Thinking about pulling the trigger on an 06. Strongly considering Blue and not real sure about the interior yet. Was leaning towards Blue/Blue but also considering Blue/Black.

In addition to the Blue I am also considering Red. I am having a hard time distinguishing (via the net...haven't been to the dealer lately) between the two different Red colors available for 06. Judging by the color combo poll that was created not many people own Spice. Can you post up your good pictures so that I can see the differences.


----------



## Robertr2000 (Mar 25, 2006)

Hey CMD, 

Check out my gallery. I only have 1 group of 4 pics. I just uploaded 4 more, but there is a delay so they're coming.

Get a GTO (in Red  ) You will not be disapointed  
Actually, every color I have seen, I've liked.


----------



## s2gordon (Dec 15, 2005)

which Blue/Black Combo? 
Below is mine.. Midnight Blue/Black
























Check out GoatGirls' gallery for a spice red 06


----------



## CMD (Nov 13, 2005)

Robertr2000 said:


> Hey CMD,
> 
> Check out my gallery. I only have 1 group of 4 pics. I just uploaded 4 more, but there is a delay so they're coming.
> 
> ...


Yours looks slightly darker (I like it) than others i have seen. Even GoatGirl's is the same color (Spice) but looks different in the pictures. Maybe there really isn't a way to tell the differences in photos. I guess I just need to go see them in person.


----------



## CMD (Nov 13, 2005)

s2gordon said:


> which Blue/Black Combo?
> Below is mine.. Midnight Blue/Black


There is only one blue option for '06 isn't there?


----------



## Steve A (Oct 28, 2005)

Torrid Red, for sure !!!


----------



## MAXAMOOSE (Mar 2, 2006)

:agree
TORRID RED IS THE WAY TO GO


----------



## Robertr2000 (Mar 25, 2006)

CMD said:


> Yours looks slightly darker (I like it) than others i have seen. Even GoatGirl's is the same color (Spice) but looks different in the pictures. Maybe there really isn't a way to tell the differences in photos. I guess I just need to go see them in person.




All the Red's are different and Pictures very in color so much, it's hard to get a good idea of the actual color.

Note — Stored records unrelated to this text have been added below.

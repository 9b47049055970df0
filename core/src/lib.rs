/*
 * Copyright 2025 by Block Harvester Contributors
 *
 * Licensed under the Apache License, Version 2.0 (the "License");
 * you may not use this file except in compliance with the License.
 * You may obtain a copy of the License at
 *
 *     http://www.apache.org/licenses/LICENSE-2.0
 *
 * Unless required by applicable law or agreed to in writing, software
 * distributed under the License is distributed on an "AS IS" BASIS,
 * WITHOUT WARRANTIES OR CONDITIONS OF ANY KIND, either express or implied.
 * See the License for the specific language governing permissions and
 * limitations under the License.
 */

//! Chain-agnostic harvester logic: record types, the event-to-extrinsic
//! merge, and the append-only record log.

pub mod merge;
pub mod store;
pub mod types;
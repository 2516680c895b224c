//! Public types and constants for the visualization module.

/// Region outline styling.
#[derive(Debug, Clone, Copy, PartialEq, Eq, Default)]
pub enum EdgeStyle {
    /// 1 px black outline around every ring.
    #[default]
    Drawn,
    /// Fill only; in a bitmap every non-white pixel is exactly one region's shade.
    None,
}

/// Default canvas size: one pixel per 0.18 degree in both directions.
pub const DEFAULT_WIDTH: u32 = 2000;
pub const DEFAULT_HEIGHT: u32 = 1000;
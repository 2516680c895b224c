//! The whole run: load regions, assign shades, render the map, export the table.

use crate::config::Config;
use crate::dataset::load_regions;
use crate::models::ColorTable;
use crate::shade::assign;
use crate::{storage, viz};
use anyhow::{Context, Result};
use std::path::PathBuf;

/// What a run produced.
#[derive(Debug, Clone, PartialEq)]
pub struct RunSummary {
    /// Features read from the dataset.
    pub regions: usize,
    /// The table every output was painted from.
    pub table: ColorTable,
    /// `None` when the dataset was empty and nothing was drawn.
    pub image: Option<PathBuf>,
    pub table_path: PathBuf,
    pub json_path: Option<PathBuf>,
}

/// Execute one run. A dataset that cannot be loaded aborts before any file is written.
pub fn run(config: &Config) -> Result<RunSummary> {
    config.validate()?;

    let regions = load_regions(&config.dataset, &config.name_property)
        .with_context(|| format!("loading dataset {}", config.dataset.display()))?;
    log::info!(
        "loaded {} regions from {}",
        regions.len(),
        config.dataset.display()
    );

    let names: Vec<&str> = regions.iter().map(|r| r.name.as_str()).collect();
    let table = assign(&names, config.formula);
    if table.len() < regions.len() {
        log::warn!(
            "{} repeated region names; the last occurrence's shade is used",
            regions.len() - table.len()
        );
    }
    let shared = table.shared_shades();
    if !shared.is_empty() {
        log::warn!(
            "{} green values are shared by several regions ({:?} formula, {} regions)",
            shared.len(),
            config.formula,
            table.len()
        );
    }

    let image = if regions.is_empty() {
        log::warn!("dataset is empty; skipping map rendering");
        None
    } else {
        viz::render_map(
            &regions,
            &table,
            &config.image,
            config.width,
            config.height,
            config.edges,
        )
        .with_context(|| format!("rendering {}", config.image.display()))?;
        log::info!("wrote map to {}", config.image.display());
        Some(config.image.clone())
    };

    storage::save_table_csv(&table, &config.table)?;
    log::info!("wrote {} rows to {}", table.len(), config.table.display());

    if let Some(json) = config.json.as_ref() {
        storage::save_table_json(&table, json)?;
        log::info!("wrote {} rows to {}", table.len(), json.display());
    }

    Ok(RunSummary {
        regions: regions.len(),
        table,
        image,
        table_path: config.table.clone(),
        json_path: config.json.clone(),
    })
}
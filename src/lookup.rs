//! Reading a rendered map back: pixel color -> region name.
//!
//! A [`MapProbe`] pairs a rendered image with the exported table and answers
//! "which region is at this longitude/latitude?". [`MapProbe::sample`] walks the
//! whole globe on a regular grid and places every hit on a sphere.

use crate::models::{ColorTable, ShadeRow};
use crate::projection::{coordinate_to_pixel, to_sphere};
use crate::storage::load_table_csv;
use anyhow::{Context, Result, bail};
use image::RgbImage;
use serde::Serialize;
use std::collections::BTreeMap;
use std::path::Path;

/// Finest grid [`MapProbe::sample`] accepts, in degrees (about 26 million grid points).
pub const MIN_SAMPLE_STEP: f64 = 0.05;

/// Reverse of a [`ColorTable`]: green value -> region name.
///
/// When several regions share a green value the later one in table order wins.
#[derive(Debug, Clone, Default, PartialEq)]
pub struct ShadeIndex {
    by_green: BTreeMap<u8, String>,
}

impl ShadeIndex {
    pub fn from_rows<I: IntoIterator<Item = ShadeRow>>(rows: I) -> Self {
        let by_green = rows.into_iter().map(|r| (r.green, r.name)).collect();
        Self { by_green }
    }

    pub fn from_table(table: &ColorTable) -> Self {
        Self::from_rows(table.rows())
    }

    /// Load an index from an exported CSV table.
    pub fn load_csv<P: AsRef<Path>>(path: P) -> Result<Self> {
        Ok(Self::from_rows(load_table_csv(path)?))
    }

    pub fn len(&self) -> usize {
        self.by_green.len()
    }

    pub fn is_empty(&self) -> bool {
        self.by_green.is_empty()
    }

    /// Region painted with `rgb`, if it is a pure green present in the index.
    ///
    /// White background never matches. A black outline pixel is indistinguishable
    /// from the region with green value 0.
    pub fn region_for(&self, rgb: [u8; 3]) -> Option<&str> {
        match rgb {
            [0, g, 0] => self.by_green.get(&g).map(|s| s.as_str()),
            _ => None,
        }
    }
}

/// A region found under a coordinate.
#[derive(Debug, Clone, PartialEq, Serialize)]
pub struct Hit {
    pub region: String,
    pub rgb: [u8; 3],
}

/// One sampled grid point that landed on a region.
#[derive(Debug, Clone, PartialEq, Serialize)]
pub struct GlobePoint {
    pub lon: f64,
    pub lat: f64,
    pub region: String,
    pub rgb: [u8; 3],
    /// Position on the sphere, see [`to_sphere`].
    pub position: [f64; 3],
}

/// Rendered map plus its shade index.
pub struct MapProbe {
    image: RgbImage,
    index: ShadeIndex,
}

impl MapProbe {
    pub fn new(image: RgbImage, index: ShadeIndex) -> Self {
        Self { image, index }
    }

    /// Open a rendered map and its exported CSV table.
    pub fn open<P: AsRef<Path>, Q: AsRef<Path>>(image_path: P, table_path: Q) -> Result<Self> {
        let image_path = image_path.as_ref();
        let image = image::open(image_path)
            .with_context(|| format!("reading map image {}", image_path.display()))?
            .to_rgb8();
        let index = ShadeIndex::load_csv(table_path)?;
        Ok(Self::new(image, index))
    }

    pub fn dimensions(&self) -> (u32, u32) {
        self.image.dimensions()
    }

    /// Pixel color at a coordinate (clamped into the image).
    pub fn pixel_at(&self, lon: f64, lat: f64) -> [u8; 3] {
        let (w, h) = self.image.dimensions();
        let (x, y) = coordinate_to_pixel(lon, lat, w, h);
        self.image.get_pixel(x, y).0
    }

    pub fn region_at(&self, lon: f64, lat: f64) -> Option<Hit> {
        if self.image.width() == 0 || self.image.height() == 0 {
            return None;
        }
        let rgb = self.pixel_at(lon, lat);
        self.index.region_for(rgb).map(|region| Hit {
            region: region.to_string(),
            rgb,
        })
    }

    /// Every region hit on a `step`-degree grid, latitude -90..=90 outer,
    /// longitude -180..=180 inner, placed on a sphere of `radius`.
    pub fn sample(&self, step: f64, radius: f64) -> Result<Vec<GlobePoint>> {
        if !(step.is_finite() && step >= MIN_SAMPLE_STEP) {
            bail!("sampling step must be at least {MIN_SAMPLE_STEP} degrees, got {step}");
        }
        let lat_steps = (180.0 / step).floor() as usize;
        let lon_steps = (360.0 / step).floor() as usize;

        let mut out = Vec::new();
        for i in 0..=lat_steps {
            let lat = -90.0 + i as f64 * step;
            for j in 0..=lon_steps {
                let lon = -180.0 + j as f64 * step;
                if let Some(hit) = self.region_at(lon, lat) {
                    out.push(GlobePoint {
                        lon,
                        lat,
                        region: hit.region,
                        rgb: hit.rgb,
                        position: to_sphere(lon, lat, radius),
                    });
                }
            }
        }
        Ok(out)
    }
}

#[cfg(test)]
mod tests {
    use super::*;
    use crate::shade::{ShadeFormula, assign};
    use image::Rgb;

    fn index() -> ShadeIndex {
        ShadeIndex::from_table(&assign(&["Aland", "Albania", "Algeria"], ShadeFormula::Normalized))
    }

    #[test]
    fn only_pure_greens_match() {
        let idx = index();
        assert_eq!(idx.region_for([0, 128, 0]), Some("Albania"));
        assert_eq!(idx.region_for([0, 0, 0]), Some("Aland"));
        assert_eq!(idx.region_for([255, 255, 255]), None);
        assert_eq!(idx.region_for([0, 127, 0]), None);
        assert_eq!(idx.region_for([1, 128, 0]), None);
    }

    #[test]
    fn later_rows_win_on_shared_green() {
        let idx = ShadeIndex::from_rows(vec![
            ShadeRow { green: 7, name: "First".into() },
            ShadeRow { green: 7, name: "Second".into() },
        ]);
        assert_eq!(idx.len(), 1);
        assert_eq!(idx.region_for([0, 7, 0]), Some("Second"));
    }

    fn half_and_half() -> MapProbe {
        // Left half Albania, right half white.
        let img = RgbImage::from_fn(36, 18, |x, _| {
            if x < 18 { Rgb([0, 128, 0]) } else { Rgb([255, 255, 255]) }
        });
        MapProbe::new(img, index())
    }

    #[test]
    fn region_at_reads_projected_pixel() {
        let probe = half_and_half();
        let hit = probe.region_at(-90.0, 10.0).unwrap();
        assert_eq!(hit.region, "Albania");
        assert_eq!(hit.rgb, [0, 128, 0]);
        assert!(probe.region_at(90.0, 10.0).is_none());
        // lon=180 clamps to the last column
        assert!(probe.region_at(180.0, -90.0).is_none());
    }

    #[test]
    fn sample_counts_grid_hits() {
        let probe = half_and_half();
        let points = probe.sample(90.0, 2.0).unwrap();
        // lats -90,0,90; lons -180,-90 fall on the left half
        assert_eq!(points.len(), 6);
        assert!(points.iter().all(|p| p.region == "Albania" && p.lon < 0.0));
        let p = &points[0];
        let len = p.position.iter().map(|c| c * c).sum::<f64>().sqrt();
        assert!((len - 2.0).abs() < 1e-9);
    }

    #[test]
    fn sample_rejects_bad_step() {
        let probe = half_and_half();
        assert!(probe.sample(0.0, 1.0).is_err());
        assert!(probe.sample(-1.0, 1.0).is_err());
        assert!(probe.sample(f64::NAN, 1.0).is_err());
        assert!(probe.sample(f64::INFINITY, 1.0).is_err());
        let err = probe.sample(1e-6, 1.0).unwrap_err();
        assert!(err.to_string().contains("at least"));
    }
}
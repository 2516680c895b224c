use shademap::models::{Geometry, Region};
use shademap::viz::{self, EdgeStyle};
use shademap::{ShadeFormula, assign};
use std::fs;
use std::path::PathBuf;

fn square(index: usize, name: &str, lon0: f64, lat0: f64, size: f64) -> Region {
    Region {
        index,
        name: name.into(),
        geometry: Some(Geometry::Polygon {
            coordinates: vec![vec![
                vec![lon0, lat0],
                vec![lon0 + size, lat0],
                vec![lon0 + size, lat0 + size],
                vec![lon0, lat0 + size],
                vec![lon0, lat0],
            ]],
        }),
    }
}

fn sample_regions() -> Vec<Region> {
    vec![
        square(0, "West", -150.0, -20.0, 40.0),
        square(1, "Middle", -20.0, -20.0, 40.0),
        square(2, "East", 110.0, -20.0, 40.0),
        Region {
            index: 3,
            name: "Pointland".into(),
            geometry: Some(Geometry::Unsupported),
        },
        Region {
            index: 4,
            name: "Void".into(),
            geometry: None,
        },
    ]
}

fn write_and_check<F: Fn(&PathBuf)>(maker: F, name: &str) -> Vec<u8> {
    let tmp = tempfile::tempdir().unwrap();
    let path: PathBuf = tmp.path().join(name);
    maker(&path);
    let bytes = fs::read(&path).expect("file created");
    assert!(!bytes.is_empty(), "{name} has content");
    bytes
}

#[test]
fn png_and_svg_both_render() {
    let regions = sample_regions();
    let names: Vec<&str> = regions.iter().map(|r| r.name.as_str()).collect();
    let table = assign(&names, ShadeFormula::Normalized);
    for edges in [EdgeStyle::Drawn, EdgeStyle::None] {
        write_and_check(
            |p| viz::render_map(&regions, &table, p, 400, 200, edges).unwrap(),
            "map.png",
        );
    }
    let svg = write_and_check(
        |p| viz::render_map(&regions, &table, p, 400, 200, EdgeStyle::Drawn).unwrap(),
        "map.svg",
    );
    let svg = String::from_utf8(svg).unwrap();
    assert!(svg.contains("<svg"));
    assert!(svg.contains("polygon"));
}

#[test]
fn empty_regions_is_error() {
    let tmp = tempfile::tempdir().unwrap();
    let table = assign::<&str>(&[], ShadeFormula::Normalized);
    let e = viz::render_map(&[], &table, tmp.path().join("empty.png"), 400, 200, EdgeStyle::Drawn);
    assert!(e.is_err());
}

#[test]
fn region_missing_from_table_is_error() {
    let tmp = tempfile::tempdir().unwrap();
    let regions = sample_regions();
    let table = assign(&["West"], ShadeFormula::Normalized);
    let e = viz::render_map(
        &regions,
        &table,
        tmp.path().join("partial.png"),
        400,
        200,
        EdgeStyle::None,
    );
    assert!(e.unwrap_err().to_string().contains("Middle"));
}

The only way is in person, I happened to like Spice Red the Best (of all colors) so that's the one I bought. 


Good Luck


----------



## XGTO (Mar 2, 2006)

*40 miles*

That's how long I drove to pick up my Torrid Red, that was my #1 choice of color #2 was Phantom Black.


----------



## KeiterGTO (May 17, 2006)

Spice red, the name doesn't do this color justice.....this color is nice and looks real sleek and wet


----------